Il premio riflette il rapporto di Roberto con le Associazioni e i docenti ungheresi nella ricerca e nello studio degli eventi collegati con la Grande Guerra combattuta sul Carso.


Prima edizione (2020)
Vincitore dott. TAKÁCS Bálint

La motivazione del premio:
Egli ha scritto la sua tesi di laurea alla fine degli studi del corso triennale sul ceto dirigente dell’antica città di Tergeste in base alle iscrizioni, per poi continuare alla magistrale con una tesi sulle problematiche della traduzione dell’opera “I Mille” di Giuseppe Bandi.
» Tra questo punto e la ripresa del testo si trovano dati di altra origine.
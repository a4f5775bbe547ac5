//! Error taxonomy shared by every pipeline stage.
//!
//! Each variant carries the underlying message verbatim so callers at the
//! boundary (CLI, HTTP) can surface it unchanged. Zero retrieval results
//! is not an error and has no variant here.

use thiserror::Error;

/// Result type alias for pipeline operations.
pub type Result<T> = std::result::Result<T, Error>;

#[derive(Debug, Error)]
pub enum Error {
    /// Bad path, oversized file or invalid parameters.
    #[error("validation failed: {0}")]
    Validation(String),

    /// No loader is registered for the file extension.
    #[error("unsupported file format: {0}")]
    UnsupportedFormat(String),

    /// None of the candidate text encodings could decode the file.
    #[error("could not decode '{path}' with any of: {}", tried.join(", "))]
    Decode {
        path: String,
        tried: Vec<&'static str>,
    },

    /// Both the primary and the fallback extraction strategies failed.
    #[error("text extraction failed for '{path}': {message}")]
    ExtractionFailed { path: String, message: String },

    /// The loaded document has no non-whitespace content.
    #[error("document '{0}' contains no text")]
    EmptyDocument(String),

    /// Insert was called with a document that has no chunks.
    #[error("document '{0}' has no chunks to index")]
    EmptyChunks(String),

    #[error("embedding backend error: {0}")]
    EmbeddingBackend(String),

    #[error("language model backend error: {0}")]
    LlmBackend(String),

    /// The vector index engine rejected an operation.
    #[error("vector store error: {0}")]
    Store(String),

    #[error("session not found: {0}")]
    SessionNotFound(String),

    #[error("I/O error: {0}")]
    Io(#[from] std::io::Error),

    #[error("JSON error: {0}")]
    Json(#[from] serde_json::Error),
}

impl Error {
    pub fn validation(message: impl Into<String>) -> Self {
        Self::Validation(message.into())
    }

    pub fn extraction(path: impl Into<String>, message: impl Into<String>) -> Self {
        Self::ExtractionFailed {
            path: path.into(),
            message: message.into(),
        }
    }

    pub fn embedding(message: impl Into<String>) -> Self {
        Self::EmbeddingBackend(message.into())
    }

    pub fn llm(message: impl Into<String>) -> Self {
        Self::LlmBackend(message.into())
    }

    pub fn store(message: impl Into<String>) -> Self {
        Self::Store(message.into())
    }

    /// Short machine-readable code, used by the HTTP error contract.
    pub fn code(&self) -> &'static str {
        match self {
            Error::Validation(_) => "validation",
            Error::UnsupportedFormat(_) => "unsupported_format",
            Error::Decode { .. } => "decode_error",
            Error::ExtractionFailed { .. } => "extraction_failed",
            Error::EmptyDocument(_) => "empty_document",
            Error::EmptyChunks(_) => "empty_chunks",
            Error::EmbeddingBackend(_) => "embedding_backend",
            Error::LlmBackend(_) => "llm_backend",
            Error::Store(_) => "store_error",
            Error::SessionNotFound(_) => "not_found",
            Error::Io(_) => "io_error",
            Error::Json(_) => "json_error",
        }
    }
}

#[cfg(test)]
mod tests {
    use super::*;

    #[test]
    fn test_decode_error_lists_encodings() {
        let err = Error::Decode {
            path: "notes.txt".into(),
            tried: vec!["utf-8", "latin-1"],
        };
        assert_eq!(
            err.to_string(),
            "could not decode 'notes.txt' with any of: utf-8, latin-1"
        );
    }

    #[test]
    fn test_helper_constructors_keep_message() {
        let err = Error::embedding("connection refused");
        assert!(matches!(err, Error::EmbeddingBackend(ref m) if m == "connection refused"));
        assert_eq!(err.code(), "embedding_backend");
    }
}
//! # ragline CLI
//!
//! ## Usage
//!
//! ```bash
//! ragline --config ./config/ragline.toml <command>
//! ```
//!
//! ## Commands
//!
//! | Command | Description |
//! |---------|-------------|
//! | `ragline ingest <PATH>...` | Load, chunk, embed and index files or directories |
//! | `ragline query "<question>"` | Answer a question from the indexed documents |
//! | `ragline chat` | Interactive multi-turn chat |
//! | `ragline docs list\|delete\|clear` | Inspect or prune the index |
//! | `ragline summarize <FILE>` | Summarize a document |
//! | `ragline extract <FILE>` | Extract entities, keywords and key points |
//! | `ragline sessions list\|show\|delete\|clear` | Manage saved chat sessions |
//! | `ragline serve` | Start the HTTP API |

use clap::{Parser, Subcommand};
use std::path::PathBuf;
use std::sync::Arc;

use ragline::commands;
use ragline::config;
use ragline::logging;
use ragline::server;
use ragline::services::Services;
use ragline::session_store::SessionStore;
use ragline_core::prompt::SummaryStyle;

/// ragline: ask questions about your documents with a local language model.
///
/// All commands accept a `--config` flag pointing to a TOML configuration
/// file. When the file does not exist, built-in defaults are used.
#[derive(Parser)]
#[command(
    name = "ragline",
    about = "Retrieval-augmented question answering over local documents",
    version
)]
struct Cli {
    /// Path to configuration file (TOML).
    #[arg(long, global = true, default_value = "./config/ragline.toml")]
    config: PathBuf,

    /// Enable debug logging (overridden by RUST_LOG).
    #[arg(short, long, global = true)]
    verbose: bool,

    #[command(subcommand)]
    command: Commands,
}

#[derive(Subcommand)]
enum Commands {
    /// Ingest files or directories into the index.
    ///
    /// Directories are walked recursively for .pdf, .txt, .md and .docx
    /// files. Re-ingesting a file overwrites its chunks.
    Ingest {
        #[arg(required = true)]
        paths: Vec<PathBuf>,
    },

    /// Answer a question from the indexed documents.
    Query {
        question: String,

        /// Number of chunks to retrieve (defaults to `[retrieval].top_k`).
        #[arg(long)]
        top_k: Option<usize>,

        /// Wait for the full answer instead of streaming it.
        #[arg(long)]
        no_stream: bool,

        /// Print the source files the answer was based on.
        #[arg(long)]
        sources: bool,
    },

    /// Interactive chat without document retrieval.
    Chat {
        /// Resume a saved session.
        #[arg(long)]
        session: Option<String>,

        #[arg(long)]
        no_stream: bool,
    },

    /// Inspect or prune the index.
    Docs {
        #[command(subcommand)]
        action: DocsAction,
    },

    /// Summarize a document.
    Summarize {
        file: PathBuf,

        /// `concise`, `detailed` or `bullet`.
        #[arg(long, default_value = "concise")]
        style: SummaryStyle,
    },

    /// Extract entities, keywords and key points from a document.
    Extract { file: PathBuf },

    /// Manage saved chat sessions.
    Sessions {
        #[command(subcommand)]
        action: SessionsAction,
    },

    /// Start the HTTP API on `[server].bind`.
    Serve,
}

#[derive(Subcommand)]
enum DocsAction {
    /// Show indexed documents and chunk counts.
    List,
    /// Remove every chunk of one document.
    Delete { doc_id: String },
    /// Drop the whole collection.
    Clear,
}

#[derive(Subcommand)]
enum SessionsAction {
    List,
    Show { session_id: String },
    Delete { session_id: String },
    Clear,
}

#[tokio::main]
async fn main() -> anyhow::Result<()> {
    let cli = Cli::parse();
    logging::init(cli.verbose);

    let cfg = config::load_or_default(&cli.config)?;

    // Session management only touches the snapshot directory.
    if let Commands::Sessions { action } = &cli.command {
        let store = SessionStore::new(cfg.sessions.dir.clone());
        return match action {
            SessionsAction::List => commands::run_sessions_list(&store),
            SessionsAction::Show { session_id } => commands::run_sessions_show(&store, session_id),
            SessionsAction::Delete { session_id } => {
                commands::run_sessions_delete(&store, session_id)
            }
            SessionsAction::Clear => commands::run_sessions_clear(&store),
        };
    }

    let services = Services::from_config(cfg).await?;

    match cli.command {
        Commands::Ingest { paths } => {
            commands::run_ingest(&services, &paths).await?;
        }
        Commands::Query {
            question,
            top_k,
            no_stream,
            sources,
        } => {
            commands::run_query(&services, &question, top_k, !no_stream, sources).await?;
        }
        Commands::Chat { session, no_stream } => {
            commands::run_chat(&services, session, !no_stream).await?;
        }
        Commands::Docs { action } => match action {
            DocsAction::List => commands::run_docs_list(&services).await?,
            DocsAction::Delete { doc_id } => commands::run_docs_delete(&services, &doc_id).await?,
            DocsAction::Clear => commands::run_docs_clear(&services).await?,
        },
        Commands::Summarize { file, style } => {
            commands::run_summarize(&services, &file, style).await?;
        }
        Commands::Extract { file } => {
            commands::run_extract(&services, &file).await?;
        }
        Commands::Serve => {
            server::run_server(Arc::new(services)).await?;
        }
        Commands::Sessions { .. } => {
            // Handled above (before building services)
            unreachable!()
        }
    }

    Ok(())
}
Continuò quindi ad occuparsi di un tema legato all’Italia, ma si avvicinò già al periodo storico di cui si occupa nella sua tesi di dottorato: la sorte in Italia durante la Grande Guerra di un prigioniero di guerra ungherese, János Kozeschnik.
Con le sue due tesi ha già mostrato il suo interesse per le tematiche italiane, e nei già menzionati testi scritti alla fine degli studi universitari ha mostrato anche i segni di una evoluzione metodologica. Bálint TAKÁCS con i suoi studi, saggi, e partecipazioni alle conferenze dà costantemente prova della sua preparazione, della sua volontà di svolgere una carriera scientifica. La sua carriera promette buoni risultati e secondo le previsioni finirà la sua tesi di dottorato il prossimo anno.


Seconda edizione (2021)
Vincitrice dott.ssa Harányi Nikolett

Motivazione del premio:
Laureata come professoressa di storia e geografia presso l’Università degli studi di Budapest, denominata Eötvös Loránd con la tesi “Hadifogság társadalmi hatásai, devianciák és kezelésük 1914 és 1925” [Gli effetti sociali della prigionia di guerra, devianze e il loro trattamento tra il 1914 e il 1925].
L’impegno della candidata promette bene e l’opera è stata fatta secondo i requisiti scientifici. Il problema imposto dalla tesi di laurea è rilevante, il suo esame degli esempi stranieri ha portato a risultati positivi. I criteri di valutazione applicati sono originali e il risultato può essere utilizzato anche nel contesto pedagogico. L’utilità scientifica e sociale della ricerca è notevole.


Terza edizione (2022)
Vincitore dott. Lukacs Patrik

Motivazione del premio:

I vincitori del premio anni 2020, 2021 e 2022 con la Commissione giudicatrice, il Sindaco di Sagrado Marco Vittori e i genitori di Roberto, Evelyn e Marino.


Quarta edizione (2023)
Vincitore dott. Péter Selmeczi

Motivazione del premio:
Nella sua tesi di master ha studiato la storia di un collegio universitario ungherese, un’istituzione creata sul modello dell’École Normale Supérieure di Parigi. Peter ha trattato non solo l’istituzione, ma anche la storia dei suoi studenti durante la prima guerra mondiale e dal settembre di quest’anno continuerà i suoi studi come dottorando con un tema strettamente relato alla sua tesi.
Il vincitore del premio per l’anno 2023 Péter Selmeczi con la Commissione giudicatrice, il Sindaco di Sagrado Marco Vittori e i genitori di Roberto, Evelyn e Marino.


Quinta edizione (2024)
Vincitore dott. Tibor Bartakovics

Motivazione del premio:
la giuria, composta dagli studiosi Norbert Stensinger, Bela Bartòk, Balàzs Juhàsz e Pintér Tamàs (presidente della fondazione Onlus ungherese), ha selezionato il lavoro di Tibor Bartakovics perchè «La tesi scritta da Tibor Bartakovics utilizza diari e memorie per ricostruire la prospettiva umana sulla guerra, ossia come i soldati dell’esercito italiano al fronte l’abbiano vissuta durante le battaglie dell’Isonzo.